◆ **Data under study**

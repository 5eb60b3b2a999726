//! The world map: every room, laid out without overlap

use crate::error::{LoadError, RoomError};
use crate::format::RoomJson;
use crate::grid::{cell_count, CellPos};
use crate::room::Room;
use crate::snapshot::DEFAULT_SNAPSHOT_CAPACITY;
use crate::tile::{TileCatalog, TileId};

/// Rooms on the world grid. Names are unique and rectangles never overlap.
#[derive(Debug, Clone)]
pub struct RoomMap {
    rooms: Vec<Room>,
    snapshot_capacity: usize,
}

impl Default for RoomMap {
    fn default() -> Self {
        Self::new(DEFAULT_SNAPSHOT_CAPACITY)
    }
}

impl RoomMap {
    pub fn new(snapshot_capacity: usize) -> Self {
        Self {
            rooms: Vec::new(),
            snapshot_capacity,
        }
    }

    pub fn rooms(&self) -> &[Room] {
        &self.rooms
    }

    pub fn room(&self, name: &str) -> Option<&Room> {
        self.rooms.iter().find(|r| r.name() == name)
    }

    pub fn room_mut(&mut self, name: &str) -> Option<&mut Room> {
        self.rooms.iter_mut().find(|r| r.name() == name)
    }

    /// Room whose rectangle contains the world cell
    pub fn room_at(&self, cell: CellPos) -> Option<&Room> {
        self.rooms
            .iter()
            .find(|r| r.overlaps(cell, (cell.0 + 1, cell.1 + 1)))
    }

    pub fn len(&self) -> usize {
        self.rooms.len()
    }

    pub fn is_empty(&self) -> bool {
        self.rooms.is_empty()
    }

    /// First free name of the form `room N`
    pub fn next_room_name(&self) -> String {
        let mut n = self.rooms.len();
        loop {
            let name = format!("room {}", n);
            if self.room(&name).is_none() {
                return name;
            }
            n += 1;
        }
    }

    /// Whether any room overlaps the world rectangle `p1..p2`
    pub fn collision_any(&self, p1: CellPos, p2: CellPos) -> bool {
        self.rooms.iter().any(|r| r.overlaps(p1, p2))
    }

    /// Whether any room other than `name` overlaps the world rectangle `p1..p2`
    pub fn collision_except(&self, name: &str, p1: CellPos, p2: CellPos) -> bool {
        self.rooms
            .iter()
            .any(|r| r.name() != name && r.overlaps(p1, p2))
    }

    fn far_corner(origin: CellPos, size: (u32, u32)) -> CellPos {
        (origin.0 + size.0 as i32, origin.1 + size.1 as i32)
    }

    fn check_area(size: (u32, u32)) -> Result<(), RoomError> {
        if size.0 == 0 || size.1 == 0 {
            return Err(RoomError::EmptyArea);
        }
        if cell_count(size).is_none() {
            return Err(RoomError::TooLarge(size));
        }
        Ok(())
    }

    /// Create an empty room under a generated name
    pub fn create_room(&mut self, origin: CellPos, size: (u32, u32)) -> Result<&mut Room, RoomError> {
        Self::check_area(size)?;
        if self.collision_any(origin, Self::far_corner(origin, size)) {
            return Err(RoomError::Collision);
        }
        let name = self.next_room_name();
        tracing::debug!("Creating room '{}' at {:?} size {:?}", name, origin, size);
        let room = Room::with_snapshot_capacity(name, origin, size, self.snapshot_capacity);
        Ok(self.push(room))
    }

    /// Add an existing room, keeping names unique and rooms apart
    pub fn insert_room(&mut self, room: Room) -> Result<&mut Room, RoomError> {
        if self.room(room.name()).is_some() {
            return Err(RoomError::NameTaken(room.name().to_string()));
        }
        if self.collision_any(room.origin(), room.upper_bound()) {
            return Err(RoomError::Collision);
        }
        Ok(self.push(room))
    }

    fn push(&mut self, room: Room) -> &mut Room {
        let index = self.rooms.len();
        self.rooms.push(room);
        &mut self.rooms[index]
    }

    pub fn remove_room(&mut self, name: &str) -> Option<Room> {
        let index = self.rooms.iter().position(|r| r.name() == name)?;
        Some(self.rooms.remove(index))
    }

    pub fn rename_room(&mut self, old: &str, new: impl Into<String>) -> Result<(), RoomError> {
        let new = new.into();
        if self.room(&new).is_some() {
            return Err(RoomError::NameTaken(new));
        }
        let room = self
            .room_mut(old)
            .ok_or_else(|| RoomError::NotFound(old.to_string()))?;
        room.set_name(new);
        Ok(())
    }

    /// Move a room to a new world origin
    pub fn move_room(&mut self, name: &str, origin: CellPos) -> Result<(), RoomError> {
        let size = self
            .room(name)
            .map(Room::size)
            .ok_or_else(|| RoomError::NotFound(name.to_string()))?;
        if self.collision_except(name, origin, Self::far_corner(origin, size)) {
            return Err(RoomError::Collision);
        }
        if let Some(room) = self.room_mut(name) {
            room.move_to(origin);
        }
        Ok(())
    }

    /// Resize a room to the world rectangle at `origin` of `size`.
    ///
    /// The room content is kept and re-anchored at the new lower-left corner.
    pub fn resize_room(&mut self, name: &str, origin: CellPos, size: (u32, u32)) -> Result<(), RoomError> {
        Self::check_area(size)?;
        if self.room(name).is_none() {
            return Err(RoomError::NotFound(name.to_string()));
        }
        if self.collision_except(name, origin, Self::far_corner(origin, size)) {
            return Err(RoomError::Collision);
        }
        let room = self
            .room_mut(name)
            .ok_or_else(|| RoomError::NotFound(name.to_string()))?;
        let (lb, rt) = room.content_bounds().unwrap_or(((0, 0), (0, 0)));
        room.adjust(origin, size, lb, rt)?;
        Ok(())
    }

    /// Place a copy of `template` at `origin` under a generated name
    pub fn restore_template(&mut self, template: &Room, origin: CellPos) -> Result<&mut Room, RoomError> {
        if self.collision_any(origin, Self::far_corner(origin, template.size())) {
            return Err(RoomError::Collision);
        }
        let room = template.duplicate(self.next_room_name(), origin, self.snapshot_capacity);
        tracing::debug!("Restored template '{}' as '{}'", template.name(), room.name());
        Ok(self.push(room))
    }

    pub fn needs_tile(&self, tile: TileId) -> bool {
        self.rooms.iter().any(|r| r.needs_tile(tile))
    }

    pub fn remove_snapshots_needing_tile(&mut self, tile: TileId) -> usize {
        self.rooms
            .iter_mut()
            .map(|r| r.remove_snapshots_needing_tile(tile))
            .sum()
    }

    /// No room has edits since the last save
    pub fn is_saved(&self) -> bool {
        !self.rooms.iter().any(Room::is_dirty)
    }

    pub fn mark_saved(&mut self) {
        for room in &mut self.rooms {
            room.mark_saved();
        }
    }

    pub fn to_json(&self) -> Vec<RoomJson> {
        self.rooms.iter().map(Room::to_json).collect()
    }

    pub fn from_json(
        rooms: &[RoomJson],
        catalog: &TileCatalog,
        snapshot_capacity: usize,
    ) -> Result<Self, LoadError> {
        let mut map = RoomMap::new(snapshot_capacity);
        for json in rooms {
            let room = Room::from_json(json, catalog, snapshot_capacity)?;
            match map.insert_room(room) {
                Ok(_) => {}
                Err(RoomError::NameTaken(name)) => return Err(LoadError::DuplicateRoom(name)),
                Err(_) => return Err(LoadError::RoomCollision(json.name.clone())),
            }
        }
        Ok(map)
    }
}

◆ **Task prompt**
Repeat each entry exactly as it was given.

◆ **Answer space**
repository 5eb60b3b2a999726
//! The world map: every room, laid out without overlap

use crate::error::{LoadError, RoomError};
use crate::format::RoomJson;
use crate::grid::{cell_count, CellPos};
use crate::room::Room;
use crate::snapshot::DEFAULT_SNAPSHOT_CAPACITY;
use crate::tile::{TileCatalog, TileId};

/// Rooms on the world grid. Names are unique and rectangles never overlap.
#[derive(Debug, Clone)]
pub struct RoomMap {
    rooms: Vec<Room>,
    snapshot_capacity: usize,
}

impl Default for RoomMap {
    fn default() -> Self {
        Self::new(DEFAULT_SNAPSHOT_CAPACITY)
    }
}

impl RoomMap {
    pub fn new(snapshot_capacity: usize) -> Self {
        Self {
            rooms: Vec::new(),
            snapshot_capacity,
        }
    }

    pub fn rooms(&self) -> &[Room] {
        &self.rooms
    }

    pub fn room(&self, name: &str) -> Option<&Room> {
        self.rooms.iter().find(|r| r.name() == name)
    }

    pub fn room_mut(&mut self, name: &str) -> Option<&mut Room> {
        self.rooms.iter_mut().find(|r| r.name() == name)
    }

    /// Room whose rectangle contains the world cell
    pub fn room_at(&self, cell: CellPos) -> Option<&Room> {
        self.rooms
            .iter()
            .find(|r| r.overlaps(cell, (cell.0 + 1, cell.1 + 1)))
    }

    pub fn len(&self) -> usize {
        self.rooms.len()
    }

    pub fn is_empty(&self) -> bool {
        self.rooms.is_empty()
    }

    /// First free name of the form `room N`
    pub fn next_room_name(&self) -> String {
        let mut n = self.rooms.len();
        loop {
            let name = format!("room {}", n);
            if self.room(&name).is_none() {
                return name;
            }
            n += 1;
        }
    }

    /// Whether any room overlaps the world rectangle `p1..p2`
    pub fn collision_any(&self, p1: CellPos, p2: CellPos) -> bool {
        self.rooms.iter().any(|r| r.overlaps(p1, p2))
    }

    /// Whether any room other than `name` overlaps the world rectangle `p1..p2`
    pub fn collision_except(&self, name: &str, p1: CellPos, p2: CellPos) -> bool {
        self.rooms
            .iter()
            .any(|r| r.name() != name && r.overlaps(p1, p2))
    }

    fn far_corner(origin: CellPos, size: (u32, u32)) -> CellPos {
        (origin.0 + size.0 as i32, origin.1 + size.1 as i32)
    }

    fn check_area(size: (u32, u32)) -> Result<(), RoomError> {
        if size.0 == 0 || size.1 == 0 {
            return Err(RoomError::EmptyArea);
        }
        if cell_count(size).is_none() {
            return Err(RoomError::TooLarge(size));
        }
        Ok(())
    }

    /// Create an empty room under a generated name
    pub fn create_room(&mut self, origin: CellPos, size: (u32, u32)) -> Result<&mut Room, RoomError> {
        Self::check_area(size)?;
        if self.collision_any(origin, Self::far_corner(origin, size)) {
            return Err(RoomError::Collision);
        }
        let name = self.next_room_name();
        tracing::debug!("Creating room '{}' at {:?} size {:?}", name, origin, size);
        let room = Room::with_snapshot_capacity(name, origin, size, self.snapshot_capacity);
        Ok(self.push(room))
    }

    /// Add an existing room, keeping names unique and rooms apart
    pub fn insert_room(&mut self, room: Room) -> Result<&mut Room, RoomError> {
        if self.room(room.name()).is_some() {
            return Err(RoomError::NameTaken(room.name().to_string()));
        }
        if self.collision_any(room.origin(), room.upper_bound()) {
            return Err(RoomError::Collision);
        }
        Ok(self.push(room))
    }

    fn push(&mut self, room: Room) -> &mut Room {
        let index = self.rooms.len();
        self.rooms.push(room);
        &mut self.rooms[index]
    }

    pub fn remove_room(&mut self, name: &str) -> Option<Room> {
        let index = self.rooms.iter().position(|r| r.name() == name)?;
        Some(self.rooms.remove(index))
    }

    pub fn rename_room(&mut self, old: &str, new: impl Into<String>) -> Result<(), RoomError> {
        let new = new.into();
        if self.room(&new).is_some() {
            return Err(RoomError::NameTaken(new));
        }
        let room = self
            .room_mut(old)
            .ok_or_else(|| RoomError::NotFound(old.to_string()))?;
        room.set_name(new);
        Ok(())
    }

    /// Move a room to a new world origin
    pub fn move_room(&mut self, name: &str, origin: CellPos) -> Result<(), RoomError> {
        let size = self
            .room(name)
            .map(Room::size)
            .ok_or_else(|| RoomError::NotFound(name.to_string()))?;
        if self.collision_except(name, origin, Self::far_corner(origin, size)) {
            return Err(RoomError::Collision);
        }
        if let Some(room) = self.room_mut(name) {
            room.move_to(origin);
        }
        Ok(())
    }

    /// Resize a room to the world rectangle at `origin` of `size`.
    ///
    /// The room content is kept and re-anchored at the new lower-left corner.
    pub fn resize_room(&mut self, name: &str, origin: CellPos, size: (u32, u32)) -> Result<(), RoomError> {
        Self::check_area(size)?;
        if self.room(name).is_none() {
            return Err(RoomError::NotFound(name.to_string()));
        }
        if self.collision_except(name, origin, Self::far_corner(origin, size)) {
            return Err(RoomError::Collision);
        }
        let room = self
            .room_mut(name)
            .ok_or_else(|| RoomError::NotFound(name.to_string()))?;
        let (lb, rt) = room.content_bounds().unwrap_or(((0, 0), (0, 0)));
        room.adjust(origin, size, lb, rt)?;
        Ok(())
    }

    /// Place a copy of `template` at `origin` under a generated name
    pub fn restore_template(&mut self, template: &Room, origin: CellPos) -> Result<&mut Room, RoomError> {
        if self.collision_any(origin, Self::far_corner(origin, template.size())) {
            return Err(RoomError::Collision);
        }
        let room = template.duplicate(self.next_room_name(), origin, self.snapshot_capacity);
        tracing::debug!("Restored template '{}' as '{}'", template.name(), room.name());
        Ok(self.push(room))
    }

    pub fn needs_tile(&self, tile: TileId) -> bool {
        self.rooms.iter().any(|r| r.needs_tile(tile))
    }

    pub fn remove_snapshots_needing_tile(&mut self, tile: TileId) -> usize {
        self.rooms
            .iter_mut()
            .map(|r| r.remove_snapshots_needing_tile(tile))
            .sum()
    }

    /// No room has edits since the last save
    pub fn is_saved(&self) -> bool {
        !self.rooms.iter().any(Room::is_dirty)
    }

    pub fn mark_saved(&mut self) {
        for room in &mut self.rooms {
            room.mark_saved();
        }
    }

    pub fn to_json(&self) -> Vec<RoomJson> {
        self.rooms.iter().map(Room::to_json).collect()
    }

    pub fn from_json(
        rooms: &[RoomJson],
        catalog: &TileCatalog,
        snapshot_capacity: usize,
    ) -> Result<Self, LoadError> {
        let mut map = RoomMap::new(snapshot_capacity);
        for json in rooms {
            let room = Room::from_json(json, catalog, snapshot_capacity)?;
            match map.insert_room(room) {
                Ok(_) => {}
                Err(RoomError::NameTaken(name)) => return Err(LoadError::DuplicateRoom(name)),
                Err(_) => return Err(LoadError::RoomCollision(json.name.clone())),
            }
        }
        Ok(map)
    }
}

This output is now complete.